▸ Task to complete: Below are the entries. Transcribe exactly the lines from the one with "pub mod memory;" through the one with "pub trait UserStore: Send", ends included, and leave out all others.

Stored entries

****

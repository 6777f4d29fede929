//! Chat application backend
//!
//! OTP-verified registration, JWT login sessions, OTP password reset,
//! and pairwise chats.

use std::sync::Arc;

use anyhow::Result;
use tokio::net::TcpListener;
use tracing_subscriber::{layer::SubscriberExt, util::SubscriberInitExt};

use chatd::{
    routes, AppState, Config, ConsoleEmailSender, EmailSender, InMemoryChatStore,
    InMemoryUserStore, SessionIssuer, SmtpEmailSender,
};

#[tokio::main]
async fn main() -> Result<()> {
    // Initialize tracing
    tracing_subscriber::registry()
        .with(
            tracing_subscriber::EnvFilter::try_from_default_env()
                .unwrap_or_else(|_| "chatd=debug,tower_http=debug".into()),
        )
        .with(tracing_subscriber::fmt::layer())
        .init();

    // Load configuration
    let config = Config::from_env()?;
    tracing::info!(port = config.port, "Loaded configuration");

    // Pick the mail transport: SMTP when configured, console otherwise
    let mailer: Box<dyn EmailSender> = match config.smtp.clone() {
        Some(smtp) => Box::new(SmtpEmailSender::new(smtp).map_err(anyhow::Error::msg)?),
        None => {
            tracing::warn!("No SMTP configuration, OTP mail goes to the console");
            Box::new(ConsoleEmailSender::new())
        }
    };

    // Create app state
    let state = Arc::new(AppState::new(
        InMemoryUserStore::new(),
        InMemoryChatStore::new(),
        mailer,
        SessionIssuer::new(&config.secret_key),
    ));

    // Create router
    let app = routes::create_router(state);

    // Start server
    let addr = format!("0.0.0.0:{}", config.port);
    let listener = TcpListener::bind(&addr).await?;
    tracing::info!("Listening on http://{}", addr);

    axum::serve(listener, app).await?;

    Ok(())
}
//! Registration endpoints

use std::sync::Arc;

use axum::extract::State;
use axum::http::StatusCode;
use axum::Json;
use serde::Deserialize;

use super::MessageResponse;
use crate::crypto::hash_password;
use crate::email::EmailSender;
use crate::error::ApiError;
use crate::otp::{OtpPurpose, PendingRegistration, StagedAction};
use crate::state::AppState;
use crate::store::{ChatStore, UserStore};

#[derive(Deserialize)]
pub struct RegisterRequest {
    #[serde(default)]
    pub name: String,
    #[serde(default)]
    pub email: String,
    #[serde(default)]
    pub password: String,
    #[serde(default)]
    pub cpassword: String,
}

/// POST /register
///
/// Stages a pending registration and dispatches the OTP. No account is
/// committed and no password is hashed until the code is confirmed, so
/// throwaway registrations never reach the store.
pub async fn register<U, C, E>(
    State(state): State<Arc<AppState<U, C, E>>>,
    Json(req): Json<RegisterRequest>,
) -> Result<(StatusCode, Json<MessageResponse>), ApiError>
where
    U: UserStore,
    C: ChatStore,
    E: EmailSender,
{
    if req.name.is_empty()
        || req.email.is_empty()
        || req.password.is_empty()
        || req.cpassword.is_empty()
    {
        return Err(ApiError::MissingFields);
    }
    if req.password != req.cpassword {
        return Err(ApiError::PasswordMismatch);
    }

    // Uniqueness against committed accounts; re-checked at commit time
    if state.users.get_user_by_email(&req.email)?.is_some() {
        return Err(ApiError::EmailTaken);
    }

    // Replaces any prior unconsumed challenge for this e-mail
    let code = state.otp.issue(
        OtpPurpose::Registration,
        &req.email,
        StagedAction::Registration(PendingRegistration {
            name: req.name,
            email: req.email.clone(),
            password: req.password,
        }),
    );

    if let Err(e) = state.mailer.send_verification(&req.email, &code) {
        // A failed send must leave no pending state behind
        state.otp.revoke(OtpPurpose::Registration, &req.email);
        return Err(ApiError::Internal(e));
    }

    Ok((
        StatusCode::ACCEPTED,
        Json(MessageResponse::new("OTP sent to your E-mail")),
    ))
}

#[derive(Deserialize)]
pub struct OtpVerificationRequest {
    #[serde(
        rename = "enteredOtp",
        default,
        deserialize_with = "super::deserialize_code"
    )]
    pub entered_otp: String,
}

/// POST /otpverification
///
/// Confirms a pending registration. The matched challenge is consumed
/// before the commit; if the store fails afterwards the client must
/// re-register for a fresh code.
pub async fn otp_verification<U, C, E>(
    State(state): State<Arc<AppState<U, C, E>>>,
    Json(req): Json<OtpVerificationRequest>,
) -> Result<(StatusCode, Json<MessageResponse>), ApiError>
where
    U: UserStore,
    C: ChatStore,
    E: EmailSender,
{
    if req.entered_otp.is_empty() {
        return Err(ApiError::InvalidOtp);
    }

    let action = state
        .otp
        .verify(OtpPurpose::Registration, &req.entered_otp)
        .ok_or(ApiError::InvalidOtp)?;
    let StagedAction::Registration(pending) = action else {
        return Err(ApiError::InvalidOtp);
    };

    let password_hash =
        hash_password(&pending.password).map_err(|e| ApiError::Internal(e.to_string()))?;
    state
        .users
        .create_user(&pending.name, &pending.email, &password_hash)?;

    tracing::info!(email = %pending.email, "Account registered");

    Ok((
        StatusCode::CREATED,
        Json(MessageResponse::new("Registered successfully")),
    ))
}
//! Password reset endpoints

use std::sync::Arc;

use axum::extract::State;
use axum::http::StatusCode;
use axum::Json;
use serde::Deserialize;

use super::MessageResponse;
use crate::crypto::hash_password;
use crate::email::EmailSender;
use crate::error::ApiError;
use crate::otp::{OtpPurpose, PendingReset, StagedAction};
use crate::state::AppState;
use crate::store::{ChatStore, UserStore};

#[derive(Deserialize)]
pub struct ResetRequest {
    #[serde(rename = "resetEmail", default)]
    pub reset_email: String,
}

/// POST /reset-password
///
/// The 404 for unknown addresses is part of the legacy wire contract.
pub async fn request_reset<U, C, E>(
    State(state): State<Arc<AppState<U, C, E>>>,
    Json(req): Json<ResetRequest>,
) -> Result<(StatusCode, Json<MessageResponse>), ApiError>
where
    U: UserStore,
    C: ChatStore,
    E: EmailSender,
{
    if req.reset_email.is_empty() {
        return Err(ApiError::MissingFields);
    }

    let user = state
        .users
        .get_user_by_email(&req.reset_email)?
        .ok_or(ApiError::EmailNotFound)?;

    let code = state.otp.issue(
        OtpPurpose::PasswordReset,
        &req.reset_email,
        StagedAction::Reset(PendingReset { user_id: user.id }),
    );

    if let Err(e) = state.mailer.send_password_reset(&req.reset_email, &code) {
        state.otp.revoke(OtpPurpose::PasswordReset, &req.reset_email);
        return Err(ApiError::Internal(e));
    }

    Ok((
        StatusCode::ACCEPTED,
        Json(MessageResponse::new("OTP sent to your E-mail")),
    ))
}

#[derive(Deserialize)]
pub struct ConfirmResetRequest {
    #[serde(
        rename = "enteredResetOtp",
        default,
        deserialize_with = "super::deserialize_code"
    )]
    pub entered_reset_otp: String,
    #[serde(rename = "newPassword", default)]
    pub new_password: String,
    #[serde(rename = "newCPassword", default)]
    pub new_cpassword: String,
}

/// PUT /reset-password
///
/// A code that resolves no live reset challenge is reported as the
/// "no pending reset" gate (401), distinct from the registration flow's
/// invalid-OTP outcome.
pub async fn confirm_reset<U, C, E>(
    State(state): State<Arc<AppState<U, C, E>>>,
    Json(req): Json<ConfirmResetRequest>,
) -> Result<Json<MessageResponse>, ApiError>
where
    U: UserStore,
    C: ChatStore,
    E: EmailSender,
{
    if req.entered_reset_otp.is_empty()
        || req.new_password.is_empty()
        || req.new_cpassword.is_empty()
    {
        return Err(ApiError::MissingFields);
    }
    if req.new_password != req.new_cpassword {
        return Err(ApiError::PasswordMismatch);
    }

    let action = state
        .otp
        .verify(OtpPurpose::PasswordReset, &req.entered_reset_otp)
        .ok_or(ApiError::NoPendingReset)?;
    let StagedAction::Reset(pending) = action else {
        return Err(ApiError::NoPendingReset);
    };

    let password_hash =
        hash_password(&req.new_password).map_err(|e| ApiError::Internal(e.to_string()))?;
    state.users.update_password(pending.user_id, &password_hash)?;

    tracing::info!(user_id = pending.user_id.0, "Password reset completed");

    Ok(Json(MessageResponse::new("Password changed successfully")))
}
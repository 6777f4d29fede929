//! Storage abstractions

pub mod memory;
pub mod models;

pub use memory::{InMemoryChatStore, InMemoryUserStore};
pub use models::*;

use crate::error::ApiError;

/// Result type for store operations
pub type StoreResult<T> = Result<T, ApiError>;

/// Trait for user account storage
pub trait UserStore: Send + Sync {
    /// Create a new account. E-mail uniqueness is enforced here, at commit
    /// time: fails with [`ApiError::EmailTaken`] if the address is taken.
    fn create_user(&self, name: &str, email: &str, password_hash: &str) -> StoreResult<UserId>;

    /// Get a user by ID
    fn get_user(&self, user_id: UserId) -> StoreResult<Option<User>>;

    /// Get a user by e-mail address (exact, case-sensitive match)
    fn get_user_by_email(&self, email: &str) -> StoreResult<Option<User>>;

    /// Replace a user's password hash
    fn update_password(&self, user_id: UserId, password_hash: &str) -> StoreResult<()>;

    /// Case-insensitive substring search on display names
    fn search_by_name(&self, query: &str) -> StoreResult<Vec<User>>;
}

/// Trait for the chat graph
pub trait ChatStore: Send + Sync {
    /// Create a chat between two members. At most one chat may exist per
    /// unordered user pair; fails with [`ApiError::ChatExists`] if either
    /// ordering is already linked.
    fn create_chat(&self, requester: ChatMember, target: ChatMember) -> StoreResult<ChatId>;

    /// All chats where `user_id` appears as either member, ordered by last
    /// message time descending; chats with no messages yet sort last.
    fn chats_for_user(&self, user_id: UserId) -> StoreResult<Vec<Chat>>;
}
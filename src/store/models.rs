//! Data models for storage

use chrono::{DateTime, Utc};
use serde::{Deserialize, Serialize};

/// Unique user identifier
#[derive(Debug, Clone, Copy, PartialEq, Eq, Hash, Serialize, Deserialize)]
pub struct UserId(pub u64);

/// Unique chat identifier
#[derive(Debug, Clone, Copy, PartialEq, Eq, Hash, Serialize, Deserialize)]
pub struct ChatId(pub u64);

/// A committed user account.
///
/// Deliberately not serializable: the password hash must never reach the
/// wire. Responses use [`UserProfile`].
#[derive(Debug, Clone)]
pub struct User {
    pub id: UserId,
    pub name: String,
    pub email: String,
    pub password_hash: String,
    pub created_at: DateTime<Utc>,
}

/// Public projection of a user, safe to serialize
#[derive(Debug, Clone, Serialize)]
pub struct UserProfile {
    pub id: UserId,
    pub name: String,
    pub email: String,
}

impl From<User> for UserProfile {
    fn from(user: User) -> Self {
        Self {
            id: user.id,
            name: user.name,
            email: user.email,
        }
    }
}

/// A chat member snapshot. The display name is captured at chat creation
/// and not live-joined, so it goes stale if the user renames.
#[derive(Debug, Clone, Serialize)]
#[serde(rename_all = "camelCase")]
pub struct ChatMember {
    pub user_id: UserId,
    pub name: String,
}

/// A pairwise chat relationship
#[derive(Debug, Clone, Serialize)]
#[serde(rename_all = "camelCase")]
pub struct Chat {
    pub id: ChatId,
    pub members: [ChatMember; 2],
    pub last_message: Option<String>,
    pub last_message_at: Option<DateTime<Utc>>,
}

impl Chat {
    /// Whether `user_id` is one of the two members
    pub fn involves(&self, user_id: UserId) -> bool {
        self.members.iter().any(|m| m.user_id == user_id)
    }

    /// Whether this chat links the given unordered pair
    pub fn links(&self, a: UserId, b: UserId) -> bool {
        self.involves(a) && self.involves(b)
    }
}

****

▸ Task result:
pub mod memory;
pub mod models;

pub use memory::{InMemoryChatStore, InMemoryUserStore};
pub use models::*;

use crate::error::ApiError;

/// Result type for store operations
pub type StoreResult<T> = Result<T, ApiError>;

/// Trait for user account storage
pub trait UserStore: Send + Sync {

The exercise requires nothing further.